Stored items -
___
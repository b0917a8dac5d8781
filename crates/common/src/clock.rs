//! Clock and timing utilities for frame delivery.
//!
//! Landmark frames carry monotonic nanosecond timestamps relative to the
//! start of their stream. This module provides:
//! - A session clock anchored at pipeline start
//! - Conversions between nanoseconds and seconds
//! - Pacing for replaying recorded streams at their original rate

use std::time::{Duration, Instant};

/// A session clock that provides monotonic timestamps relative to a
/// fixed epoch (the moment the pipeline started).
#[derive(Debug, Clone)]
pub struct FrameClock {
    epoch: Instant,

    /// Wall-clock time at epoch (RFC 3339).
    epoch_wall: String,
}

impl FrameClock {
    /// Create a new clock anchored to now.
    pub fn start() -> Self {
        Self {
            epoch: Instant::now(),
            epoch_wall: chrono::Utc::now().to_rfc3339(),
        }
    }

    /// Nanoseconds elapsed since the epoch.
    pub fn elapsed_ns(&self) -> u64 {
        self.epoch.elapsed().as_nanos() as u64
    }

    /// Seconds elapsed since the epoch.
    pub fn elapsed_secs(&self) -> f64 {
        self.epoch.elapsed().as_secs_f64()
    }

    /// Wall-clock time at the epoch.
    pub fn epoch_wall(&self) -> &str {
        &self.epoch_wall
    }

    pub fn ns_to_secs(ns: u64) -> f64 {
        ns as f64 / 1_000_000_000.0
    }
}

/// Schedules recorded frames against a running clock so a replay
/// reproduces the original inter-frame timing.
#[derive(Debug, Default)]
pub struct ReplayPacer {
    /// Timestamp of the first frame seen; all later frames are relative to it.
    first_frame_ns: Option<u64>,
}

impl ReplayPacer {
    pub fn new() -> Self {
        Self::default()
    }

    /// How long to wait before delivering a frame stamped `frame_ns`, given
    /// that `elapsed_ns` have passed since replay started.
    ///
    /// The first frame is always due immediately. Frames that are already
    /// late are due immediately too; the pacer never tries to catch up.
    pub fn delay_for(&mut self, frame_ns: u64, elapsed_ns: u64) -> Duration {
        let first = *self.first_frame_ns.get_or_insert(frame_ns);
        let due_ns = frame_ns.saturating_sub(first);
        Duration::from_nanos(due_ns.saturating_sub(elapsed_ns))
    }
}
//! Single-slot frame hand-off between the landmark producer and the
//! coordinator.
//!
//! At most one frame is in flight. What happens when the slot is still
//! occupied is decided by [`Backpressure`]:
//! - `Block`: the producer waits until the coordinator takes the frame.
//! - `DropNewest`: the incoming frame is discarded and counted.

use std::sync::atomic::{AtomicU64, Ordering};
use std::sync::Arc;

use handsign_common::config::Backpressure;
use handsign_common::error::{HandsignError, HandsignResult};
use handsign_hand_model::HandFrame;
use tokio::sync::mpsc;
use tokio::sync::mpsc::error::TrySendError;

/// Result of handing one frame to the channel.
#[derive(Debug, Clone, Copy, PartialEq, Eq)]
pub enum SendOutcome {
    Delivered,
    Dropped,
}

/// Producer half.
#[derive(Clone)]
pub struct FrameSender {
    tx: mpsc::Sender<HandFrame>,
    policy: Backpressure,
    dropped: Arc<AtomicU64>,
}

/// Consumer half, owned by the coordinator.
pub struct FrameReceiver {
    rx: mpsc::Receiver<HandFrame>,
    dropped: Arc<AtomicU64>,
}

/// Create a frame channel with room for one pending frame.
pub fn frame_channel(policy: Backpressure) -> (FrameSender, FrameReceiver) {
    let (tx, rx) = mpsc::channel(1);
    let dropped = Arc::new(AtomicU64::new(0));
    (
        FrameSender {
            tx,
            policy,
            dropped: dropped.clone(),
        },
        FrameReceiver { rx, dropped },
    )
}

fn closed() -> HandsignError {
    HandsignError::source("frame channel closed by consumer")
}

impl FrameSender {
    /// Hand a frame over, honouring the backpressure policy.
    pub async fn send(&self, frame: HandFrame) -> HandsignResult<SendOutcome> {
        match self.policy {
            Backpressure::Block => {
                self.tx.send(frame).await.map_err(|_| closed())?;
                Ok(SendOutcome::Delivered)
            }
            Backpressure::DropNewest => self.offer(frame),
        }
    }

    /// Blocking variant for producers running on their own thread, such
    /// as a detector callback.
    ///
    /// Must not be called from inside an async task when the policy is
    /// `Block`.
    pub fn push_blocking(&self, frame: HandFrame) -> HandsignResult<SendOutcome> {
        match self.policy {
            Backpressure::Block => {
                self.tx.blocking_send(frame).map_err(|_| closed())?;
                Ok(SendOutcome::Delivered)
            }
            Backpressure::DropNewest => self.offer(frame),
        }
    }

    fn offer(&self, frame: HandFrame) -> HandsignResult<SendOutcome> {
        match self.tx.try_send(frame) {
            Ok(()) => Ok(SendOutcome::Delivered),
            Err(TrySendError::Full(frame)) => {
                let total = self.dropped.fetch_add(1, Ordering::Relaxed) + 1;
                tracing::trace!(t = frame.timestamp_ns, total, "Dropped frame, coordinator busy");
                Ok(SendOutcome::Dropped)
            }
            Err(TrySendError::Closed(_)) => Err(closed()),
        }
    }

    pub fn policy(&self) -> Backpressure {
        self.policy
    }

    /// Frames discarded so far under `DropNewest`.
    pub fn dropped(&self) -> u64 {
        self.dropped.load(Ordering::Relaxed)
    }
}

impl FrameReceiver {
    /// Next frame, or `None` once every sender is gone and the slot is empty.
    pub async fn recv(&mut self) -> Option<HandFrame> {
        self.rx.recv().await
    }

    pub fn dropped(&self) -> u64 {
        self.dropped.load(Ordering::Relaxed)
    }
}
___
What is expected - Repeat the data above, word for word.

Solution below -
repository b0917a8dac5d8781
filename crates/common/src/clock.rs
//! Clock and timing utilities for frame delivery.
//!
//! Landmark frames carry monotonic nanosecond timestamps relative to the
//! start of their stream. This module provides:
//! - A session clock anchored at pipeline start
//! - Conversions between nanoseconds and seconds
//! - Pacing for replaying recorded streams at their original rate

use std::time::{Duration, Instant};

/// A session clock that provides monotonic timestamps relative to a
/// fixed epoch (the moment the pipeline started).
#[derive(Debug, Clone)]
pub struct FrameClock {
    epoch: Instant,

    /// Wall-clock time at epoch (RFC 3339).
    epoch_wall: String,
}

impl FrameClock {
    /// Create a new clock anchored to now.
    pub fn start() -> Self {
        Self {
            epoch: Instant::now(),
            epoch_wall: chrono::Utc::now().to_rfc3339(),
        }
    }

    /// Nanoseconds elapsed since the epoch.
    pub fn elapsed_ns(&self) -> u64 {
        self.epoch.elapsed().as_nanos() as u64
    }

    /// Seconds elapsed since the epoch.
    pub fn elapsed_secs(&self) -> f64 {
        self.epoch.elapsed().as_secs_f64()
    }

    /// Wall-clock time at the epoch.
    pub fn epoch_wall(&self) -> &str {
        &self.epoch_wall
    }

    pub fn ns_to_secs(ns: u64) -> f64 {
        ns as f64 / 1_000_000_000.0
    }
}

/// Schedules recorded frames against a running clock so a replay
/// reproduces the original inter-frame timing.
#[derive(Debug, Default)]
pub struct ReplayPacer {
    /// Timestamp of the first frame seen; all later frames are relative to it.
    first_frame_ns: Option<u64>,
}

impl ReplayPacer {
    pub fn new() -> Self {
        Self::default()
    }

    /// How long to wait before delivering a frame stamped `frame_ns`, given
    /// that `elapsed_ns` have passed since replay started.
    ///
    /// The first frame is always due immediately. Frames that are already
    /// late are due immediately too; the pacer never tries to catch up.
    pub fn delay_for(&mut self, frame_ns: u64, elapsed_ns: u64) -> Duration {
        let first = *self.first_frame_ns.get_or_insert(frame_ns);
        let due_ns = frame_ns.saturating_sub(first);
        Duration::from_nanos(due_ns.saturating_sub(elapsed_ns))
    }
}
//! Single-slot frame hand-off between the landmark producer and the
//! coordinator.
//!
//! At most one frame is in flight. What happens when the slot is still
//! occupied is decided by [`Backpressure`]:
//! - `Block`: the producer waits until the coordinator takes the frame.
//! - `DropNewest`: the incoming frame is discarded and counted.

use std::sync::atomic::{AtomicU64, Ordering};
use std::sync::Arc;

use handsign_common::config::Backpressure;
use handsign_common::error::{HandsignError, HandsignResult};
use handsign_hand_model::HandFrame;
use tokio::sync::mpsc;
use tokio::sync::mpsc::error::TrySendError;

/// Result of handing one frame to the channel.
#[derive(Debug, Clone, Copy, PartialEq, Eq)]
pub enum SendOutcome {
    Delivered,
    Dropped,
}

/// Producer half.
#[derive(Clone)]
pub struct FrameSender {
    tx: mpsc::Sender<HandFrame>,
    policy: Backpressure,
    dropped: Arc<AtomicU64>,
}

/// Consumer half, owned by the coordinator.
pub struct FrameReceiver {
    rx: mpsc::Receiver<HandFrame>,
    dropped: Arc<AtomicU64>,
}

/// Create a frame channel with room for one pending frame.
pub fn frame_channel(policy: Backpressure) -> (FrameSender, FrameReceiver) {
    let (tx, rx) = mpsc::channel(1);
    let dropped = Arc::new(AtomicU64::new(0));
    (
        FrameSender {
            tx,
            policy,
            dropped: dropped.clone(),
        },
        FrameReceiver { rx, dropped },
    )
}

fn closed() -> HandsignError {
    HandsignError::source("frame channel closed by consumer")
}

impl FrameSender {
    /// Hand a frame over, honouring the backpressure policy.
    pub async fn send(&self, frame: HandFrame) -> HandsignResult<SendOutcome> {
        match self.policy {
            Backpressure::Block => {
                self.tx.send(frame).await.map_err(|_| closed())?;
                Ok(SendOutcome::Delivered)
            }
            Backpressure::DropNewest => self.offer(frame),
        }
    }

    /// Blocking variant for producers running on their own thread, such
    /// as a detector callback.
    ///
    /// Must not be called from inside an async task when the policy is
    /// `Block`.
    pub fn push_blocking(&self, frame: HandFrame) -> HandsignResult<SendOutcome> {
        match self.policy {
            Backpressure::Block => {
                self.tx.blocking_send(frame).map_err(|_| closed())?;
                Ok(SendOutcome::Delivered)
            }
            Backpressure::DropNewest => self.offer(frame),
        }
    }

    fn offer(&self, frame: HandFrame) -> HandsignResult<SendOutcome> {
        match self.tx.try_send(frame) {
            Ok(()) => Ok(SendOutcome::Delivered),
            Err(TrySendError::Full(frame)) => {
                let total = self.dropped.fetch_add(1, Ordering::Relaxed) + 1;
                tracing::trace!(t = frame.timestamp_ns, total, "Dropped frame, coordinator busy");
                Ok(SendOutcome::Dropped)
            }
            Err(TrySendError::Closed(_)) => Err(closed()),
        }
    }

    pub fn policy(&self) -> Backpressure {
        self.policy
    }

    /// Frames discarded so far under `DropNewest`.
    pub fn dropped(&self) -> u64 {
        self.dropped.load(Ordering::Relaxed)
    }
}

impl FrameReceiver {
    /// Next frame, or `None` once every sender is gone and the slot is empty.
    pub async fn recv(&mut self) -> Option<HandFrame> {
        self.rx.recv().await
    }

    pub fn dropped(&self) -> u64 {
        self.dropped.load(Ordering::Relaxed)
    }
}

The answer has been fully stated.